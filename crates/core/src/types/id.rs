//! Newtype IDs for type-safe entity references.
//!
//! Use the `define_id!` macro to create ID wrappers that prevent accidentally
//! passing a cart line ID where a product ID is expected.

/// Macro to define a type-safe ID wrapper.
///
/// Creates a newtype wrapper around an integer type with:
/// - `Serialize`/`Deserialize` with `#[serde(transparent)]`
/// - `Debug`, `Clone`, `Copy`, `PartialEq`, `Eq`, `Hash`, `PartialOrd`, `Ord`
/// - Conversion methods: `new()`, `get()`
/// - `From` conversions in both directions, `Display` and `FromStr`
///
/// # Example
///
/// ```rust
/// # use shopflow_core::define_id;
/// define_id!(WidgetId, i32);
/// define_id!(GadgetId, i64);
///
/// let widget = WidgetId::new(1);
/// let gadget = GadgetId::new(1);
///
/// // These are different types, so this won't compile:
/// // let _: WidgetId = gadget;
/// # let _ = (widget, gadget);
/// ```
#[macro_export]
macro_rules! define_id {
    ($name:ident, $inner:ty) => {
        #[derive(
            Debug,
            Clone,
            Copy,
            PartialEq,
            Eq,
            Hash,
            PartialOrd,
            Ord,
            ::serde::Serialize,
            ::serde::Deserialize
        )]
        #[serde(transparent)]
        pub struct $name($inner);

        impl $name {
            /// Create a new ID from its raw value.
            #[must_use]
            pub const fn new(id: $inner) -> Self {
                Self(id)
            }

            /// Get the underlying raw value.
            #[must_use]
            pub const fn get(&self) -> $inner {
                self.0
            }
        }

        impl ::core::fmt::Display for $name {
            fn fmt(&self, f: &mut ::core::fmt::Formatter<'_>) -> ::core::fmt::Result {
                write!(f, "{}", self.0)
            }
        }

        impl ::core::str::FromStr for $name {
            type Err = ::core::num::ParseIntError;

            fn from_str(s: &str) -> ::core::result::Result<Self, Self::Err> {
                s.trim().parse::<$inner>().map(Self)
            }
        }

        impl From<$inner> for $name {
            fn from(id: $inner) -> Self {
                Self(id)
            }
        }

        impl From<$name> for $inner {
            fn from(id: $name) -> Self {
                id.0
            }
        }
    };
}

define_id!(ProductId, i32);
define_id!(LineItemId, i64);

impl LineItemId {
    /// Pick an ID for a new cart line.
    ///
    /// The candidate is usually a millisecond timestamp. When the clock has not
    /// advanced past the largest existing ID (two adds in the same millisecond,
    /// or a clock that went backwards), the ID is bumped so it stays unique.
    #[must_use]
    pub fn next_after<'a>(candidate: i64, existing: impl IntoIterator<Item = &'a Self>) -> Self {
        let max = existing.into_iter().map(|id| id.0).max();
        match max {
            Some(max) if candidate <= max => Self(max.saturating_add(1)),
            _ => Self(candidate),
        }
    }
}

#[cfg(test)]
#[allow(clippy::unwrap_used)]
mod tests {
    use super::*;

    #[test]
    fn test_serde_is_transparent() {
        let id = ProductId::new(42);
        assert_eq!(serde_json::to_string(&id).unwrap(), "42");

        let parsed: LineItemId = serde_json::from_str("1700000000000").unwrap();
        assert_eq!(parsed.get(), 1_700_000_000_000);
    }

    #[test]
    fn test_from_str() {
        let id: ProductId = " 7 ".parse().unwrap();
        assert_eq!(id, ProductId::new(7));
        assert!("seven".parse::<ProductId>().is_err());
    }

    #[test]
    fn test_next_after_uses_candidate_when_fresh() {
        let existing = [LineItemId::new(10), LineItemId::new(20)];
        assert_eq!(LineItemId::next_after(100, &existing), LineItemId::new(100));
    }

    #[test]
    fn test_next_after_bumps_on_collision() {
        let existing = [LineItemId::new(100), LineItemId::new(50)];
        assert_eq!(LineItemId::next_after(100, &existing), LineItemId::new(101));
        assert_eq!(LineItemId::next_after(3, &existing), LineItemId::new(101));
    }

    #[test]
    fn test_next_after_empty_cart() {
        assert_eq!(LineItemId::next_after(5, &[]), LineItemId::new(5));
    }
}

____________________

Retype all of the entries precisely as they are.

filename crates/core/src/types/id.rs
//! Newtype IDs for type-safe entity references.
//!
//! Use the `define_id!` macro to create ID wrappers that prevent accidentally
//! passing a cart line ID where a product ID is expected.

/// Macro to define a type-safe ID wrapper.
///
/// Creates a newtype wrapper around an integer type with:
/// - `Serialize`/`Deserialize` with `#[serde(transparent)]`
/// - `Debug`, `Clone`, `Copy`, `PartialEq`, `Eq`, `Hash`, `PartialOrd`, `Ord`
/// - Conversion methods: `new()`, `get()`
/// - `From` conversions in both directions, `Display` and `FromStr`
///
/// # Example
///
/// ```rust
/// # use shopflow_core::define_id;
/// define_id!(WidgetId, i32);
/// define_id!(GadgetId, i64);
///
/// let widget = WidgetId::new(1);
/// let gadget = GadgetId::new(1);
///
/// // These are different types, so this won't compile:
/// // let _: WidgetId = gadget;
/// # let _ = (widget, gadget);
/// ```
#[macro_export]
macro_rules! define_id {
    ($name:ident, $inner:ty) => {
        #[derive(
            Debug,
            Clone,
            Copy,
            PartialEq,
            Eq,
            Hash,
            PartialOrd,
            Ord,
            ::serde::Serialize,
            ::serde::Deserialize
        )]
        #[serde(transparent)]
        pub struct $name($inner);

        impl $name {
            /// Create a new ID from its raw value.
            #[must_use]
            pub const fn new(id: $inner) -> Self {
                Self(id)
            }

            /// Get the underlying raw value.
            #[must_use]
            pub const fn get(&self) -> $inner {
                self.0
            }
        }

        impl ::core::fmt::Display for $name {
            fn fmt(&self, f: &mut ::core::fmt::Formatter<'_>) -> ::core::fmt::Result {
                write!(f, "{}", self.0)
            }
        }

        impl ::core::str::FromStr for $name {
            type Err = ::core::num::ParseIntError;

            fn from_str(s: &str) -> ::core::result::Result<Self, Self::Err> {
                s.trim().parse::<$inner>().map(Self)
            }
        }

        impl From<$inner> for $name {
            fn from(id: $inner) -> Self {
                Self(id)
            }
        }

        impl From<$name> for $inner {
            fn from(id: $name) -> Self {
                id.0
            }
        }
    };
}

define_id!(ProductId, i32);
define_id!(LineItemId, i64);

impl LineItemId {
    /// Pick an ID for a new cart line.
    ///
    /// The candidate is usually a millisecond timestamp. When the clock has not
    /// advanced past the largest existing ID (two adds in the same millisecond,
    /// or a clock that went backwards), the ID is bumped so it stays unique.
    #[must_use]
    pub fn next_after<'a>(candidate: i64, existing: impl IntoIterator<Item = &'a Self>) -> Self {
        let max = existing.into_iter().map(|id| id.0).max();
        match max {
            Some(max) if candidate <= max => Self(max.saturating_add(1)),
            _ => Self(candidate),
        }
    }
}

#[cfg(test)]
#[allow(clippy::unwrap_used)]
mod tests {
    use super::*;

    #[test]
    fn test_serde_is_transparent() {
        let id = ProductId::new(42);
        assert_eq!(serde_json::to_string(&id).unwrap(), "42");

        let parsed: LineItemId = serde_json::from_str("1700000000000").unwrap();
        assert_eq!(parsed.get(), 1_700_000_000_000);
    }

    #[test]
    fn test_from_str() {
        let id: ProductId = " 7 ".parse().unwrap();
        assert_eq!(id, ProductId::new(7));
        assert!("seven".parse::<ProductId>().is_err());
    }

    #[test]
    fn test_next_after_uses_candidate_when_fresh() {
        let existing = [LineItemId::new(10), LineItemId::new(20)];
        assert_eq!(LineItemId::next_after(100, &existing), LineItemId::new(100));
    }

    #[test]
    fn test_next_after_bumps_on_collision() {
        let existing = [LineItemId::new(100), LineItemId::new(50)];
        assert_eq!(LineItemId::next_after(100, &existing), LineItemId::new(101));
        assert_eq!(LineItemId::next_after(3, &existing), LineItemId::new(101));
    }

    #[test]
    fn test_next_after_empty_cart() {
        assert_eq!(LineItemId::next_after(5, &[]), LineItemId::new(5));
    }
}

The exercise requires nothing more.